Fish attended Monday's wreath-laying ceremony at the North Carolina State Capitol to remember him and other military members who were killed.
"It's just showing respect for those families who are serving and keeping us free every day," she said. "I think we all need to stop and think about what it really means. It doesn't mean just cookouts and picnics. It's more than that."
The light rain didn't stop hundreds of people — including Gov. Roy Cooper — from gathering on the Capitol lawn to lay a wreath at the N.C. Veterans Monument. The keynote speaker was Sgt. Maj. Holly Prafke, who outlined the history of Memorial Day. Now retired, Prafke served more than 30 years in the Marine Corps. and received the Meritorious Service Medal, among others.
Before the ceremony, Cooper stopped to shake hands with veterans and their families and thanked them for their service.
North Carolina is the "most friendly military state in the country," he said, adding it was important to show respect for those who have made the ultimate sacrifice. North Carolina is home to several military bases, including two of the country's largest, the Army's Fort Bragg and the Marine Corps' Camp Lejeune.
"You know the least we can do is show them our support," Cooper said. "I am able to be where I want, say what I want, vote how I want and run for office because of the sacrifice of the men and women who help keep this country free."
In addition to many veterans and their families, several children in uniform attended Monday's ceremony as part of the Capitol City Young Marines, a youth leadership organization.
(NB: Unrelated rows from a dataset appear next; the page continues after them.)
impl ImportConfiguration {
    /// Parse a JSON document.
    pub fn from_json_str(json: &str) -> Result<Self, ConfigurationError> {
        serde_json::from_str(json).map_err(|e| ConfigurationError::Parse {
            message: e.to_string(),
        })
    }

    /// Read and parse a JSON document from disk.
    pub fn load(path: impl AsRef<Path>) -> Result<Self, ConfigurationError> {
        let path = path.as_ref();
        let json = std::fs::read_to_string(path).map_err(|e| ConfigurationError::Unreadable {
            path: path.display().to_string(),
            message: e.to_string(),
        })?;
        Self::from_json_str(&json)
    }

    /// Run every configuration check without keeping the compiled result.
    pub fn check(&self) -> Result<(), ConfigurationError> {
        self.clone().validate().map(|_| ())
    }

    /// Check the configuration and compile it for a run.
    pub fn validate(self) -> Result<ValidatedConfig, ConfigurationError> {
        let source_uid = self
            .source_uid
            .as_deref()
            .map(str::trim)
            .filter(|s| !s.is_empty())
            .ok_or_else(|| ConfigurationError::MissingOption {
                option: fields::SOURCE_UID.to_string(),
            })?
            .to_string();

        if self.user_deletion.is_some() {
            return Err(ConfigurationError::Deprecated {
                option: "user_deletion".to_string(),
                hint: "use 'deletion_grace_period' and 'no_delete'".to_string(),
            });
        }

        for field in fields::REQUIRED_MANDATORY {
            if !self.mandatory_attributes.contains(*field) {
                return Err(ConfigurationError::MandatoryAttributeOmitted {
                    field: field.to_string(),
                });
            }
        }

        let mapped = self.mapped_fields();
        if self.user_role.is_some() && mapped.contains(fields::ROLE_COLUMN) {
            return Err(ConfigurationError::ConflictingRoleSource);
        }

        self.check_role_keys()?;
        for (role, value) in self.username_lengths() {
            if !(USERNAME_MIN_LENGTH..=USERNAME_MAX_LENGTH).contains(&value) {
                return Err(ConfigurationError::UsernameLength {
                    role,
                    value,
                    min: USERNAME_MIN_LENGTH,
                    max: USERNAME_MAX_LENGTH,
                });
            }
        }

        if !self.csv_delimiter.is_ascii() {
            return Err(ConfigurationError::invalid(
                "csv_delimiter",
                "must be a single ASCII character",
            ));
        }
        if let Some((field, _)) = self.incell_delimiter.iter().find(|(_, d)| d.is_empty()) {
            return Err(ConfigurationError::invalid(
                format!("incell_delimiter.{field}"),
                "delimiter must not be empty",
            ));
        }
        if self.action_timeout_ms == 0 {
            return Err(ConfigurationError::invalid(
                "action_timeout_ms",
                "must be greater than zero",
            ));
        }

        let mut known: BTreeSet<String> = mapped
            .iter()
            .filter(|f| !f.starts_with("__"))
            .cloned()
            .collect();
        known.insert(fields::SOURCE_UID.to_string());
        known.insert(fields::ROLE.to_string());
        if mapped.contains(fields::SCHOOLS) {
            known.insert(fields::SCHOOL.to_string());
        }
        known.extend(self.scheme_variables.keys().cloned());

        let schemes = SchemeSet::compile(&self.scheme, &known)?;

        for field in &self.mandatory_attributes {
            if !known.contains(field) && !schemes.contains(field) {
                return Err(ConfigurationError::UnproducibleField {
                    field: field.clone(),
                });
            }
        }

        for hook in &self.hooks {
            hook.check()?;
        }

        Ok(ValidatedConfig {
            source_uid,
            schemes,
            known_fields: known,
            config: self,
        })
    }

    /// Fields targeted by `csv_mapping`.
    pub fn mapped_fields(&self) -> BTreeSet<String> {
        self.csv_mapping.values().cloned().collect()
    }

    fn check_role_keys(&self) -> Result<(), ConfigurationError> {
        let scoped = self
            .scheme
            .iter()
            .map(|(f, s)| (format!("scheme.{f}"), s.unknown_keys()))
            .chain(std::iter::once((
                "username.max_length".to_string(),
                self.username.max_length.unknown_keys(),
            )))
            .chain(std::iter::once((
                "activate_new_users".to_string(),
                self.activate_new_users.unknown_keys(),
            )));
        for (option, unknown) in scoped {
            if let Some(key) = unknown.first() {
                return Err(ConfigurationError::invalid(
                    option,
                    format!("'{key}' is neither 'default' nor a role"),
                ));
            }
        }
        Ok(())
    }

    fn username_lengths(&self) -> Vec<(String, usize)> {
        match &self.username.max_length {
            RoleScoped::Uniform(v) => vec![(DEFAULT_KEY.to_string(), *v)],
            RoleScoped::PerRole(map) => map.iter().map(|(k, v)| (k.clone(), *v)).collect(),
        }
    }
}

/// A checked configuration with compiled schemes.
#[derive(Debug, Clone)]
pub struct ValidatedConfig {
    source_uid: String,
    schemes: SchemeSet,
    known_fields: BTreeSet<String>,
    config: ImportConfiguration,
}

impl ValidatedConfig {
    pub fn source_uid(&self) -> &str {
        &self.source_uid
    }

    pub fn schemes(&self) -> &SchemeSet {
        &self.schemes
    }

    /// Fields a scheme may reference.
    pub fn known_fields(&self) -> &BTreeSet<String> {
        &self.known_fields
    }

    pub fn raw(&self) -> &ImportConfiguration {
        &self.config
    }

    pub fn is_dry_run(&self) -> bool {
        self.config.dry_run
    }

    /// Force dry-run mode regardless of the document.
    pub fn set_dry_run(&mut self, dry_run: bool) {
        self.config.dry_run = dry_run;
    }

    pub fn should_normalize(&self, field: &str) -> bool {
        self.config.normalize.get(field).copied().unwrap_or(false)
    }

    pub fn is_multi_value(&self, field: &str) -> bool {
        fields::KNOWN_MULTI.contains(&field)
            || (field != DEFAULT_KEY && self.config.incell_delimiter.contains_key(field))
    }

    pub fn delimiter_for(&self, field: &str) -> &str {
        self.config
            .incell_delimiter
            .get(field)
            .or_else(|| self.config.incell_delimiter.get(DEFAULT_KEY))
            .map(String::as_str)
            .unwrap_or(",")
    }

    pub fn username_max_length(&self, role: Role) -> usize {
        self.config
            .username
            .max_length
            .for_role(role)
            .copied()
            .unwrap_or(USERNAME_MAX_LENGTH)
    }

    pub fn activate_new_user(&self, role: Role) -> bool {
        self.config
            .activate_new_users
            .for_role(role)
            .copied()
            .unwrap_or(true)
    }

    pub fn retry_config(&self) -> RetryConfig {
        RetryConfig {
            max_retries: self.config.retry.max_retries,
            initial_delay: Duration::from_millis(self.config.retry.initial_backoff_ms),
            max_delay: Duration::from_millis(self.config.retry.max_backoff_ms),
            ..RetryConfig::default()
        }
    }

    pub fn action_timeout(&self) -> Duration {
        Duration::from_millis(self.config.action_timeout_ms)
    }
}

fn default_mandatory_attributes() -> BTreeSet<String> {
    fields::REQUIRED_MANDATORY
        .iter()
        .map(|s| s.to_string())
        .collect()
}

fn default_incell_delimiter() -> BTreeMap<String, String> {
    BTreeMap::from([(DEFAULT_KEY.to_string(), ",".to_string())])
}

fn default_csv_delimiter() -> char {
    ','
}

fn default_username_max_length() -> RoleScoped<usize> {
    RoleScoped::PerRole(BTreeMap::from([
        (DEFAULT_KEY.to_string(), 20),
        (Role::Student.as_str().to_string(), 15),
    ]))
}

fn default_activate_new_users() -> RoleScoped<bool> {
    RoleScoped::PerRole(BTreeMap::from([(DEFAULT_KEY.to_string(), true)]))
}

fn default_max_counter_attempts() -> u32 {
    100
}

fn default_action_timeout_ms() -> u64 {
    30_000
}

fn default_max_retries() -> u32 {
    3
}

fn default_initial_backoff_ms() -> u64 {
    100
}

fn default_max_backoff_ms() -> u64 {
    10_000
}

fn default_true() -> bool {
    true
}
"Kids don't always have that appreciation (of the military), so I think it's important to show the kids that we should respect those who have served and those who have been lost," said Doug Smith, one of the volunteers within the Young Marines group. "We have what we have because of their sacrifice."
Smith, a Navy veteran, married into a Gold Star family and said Memorial Day hits close for him and his family.
"Personally, it's a hard day," he said. "My wife couldn't come this morning. It's almost too much for her. So personally it hits home for us. With my son being a Young Marine I do my best to explain that he's not just sitting back and observing. It's real-life for him. His uncle is gone because of his sacrifice, and we try to pass this along to the other Young Marines who may not have a personal connection to Memorial Day."
Ingrid Alexis, who has a son in the Young Marines, said she has several family members who have served in the military, past and present, and they make it a point to attend Memorial Day events every year.
"People have trouble appreciating other people's sacrifice and people protecting their rights," Alexis said. "People get tied up in the issues that are going on in the country and don't recognize there is something greater that binds us together. These people are protecting the thing that binds us together."
This was the 25th year that the Tarheel Detachment No. 733 of the Marine Corps League has organized the wreath-laying ceremony at the Capitol lawn. Junior Vice Commandant Randal Rempfer said he hopes the people who choose to go to the beach or have a cook-out take a moment to realize they are able to spend time together because of the men and women who died to preserve that freedom.
"It's just to remember the sacrifices and remember those who fought to have this day and time together," Rempfer said.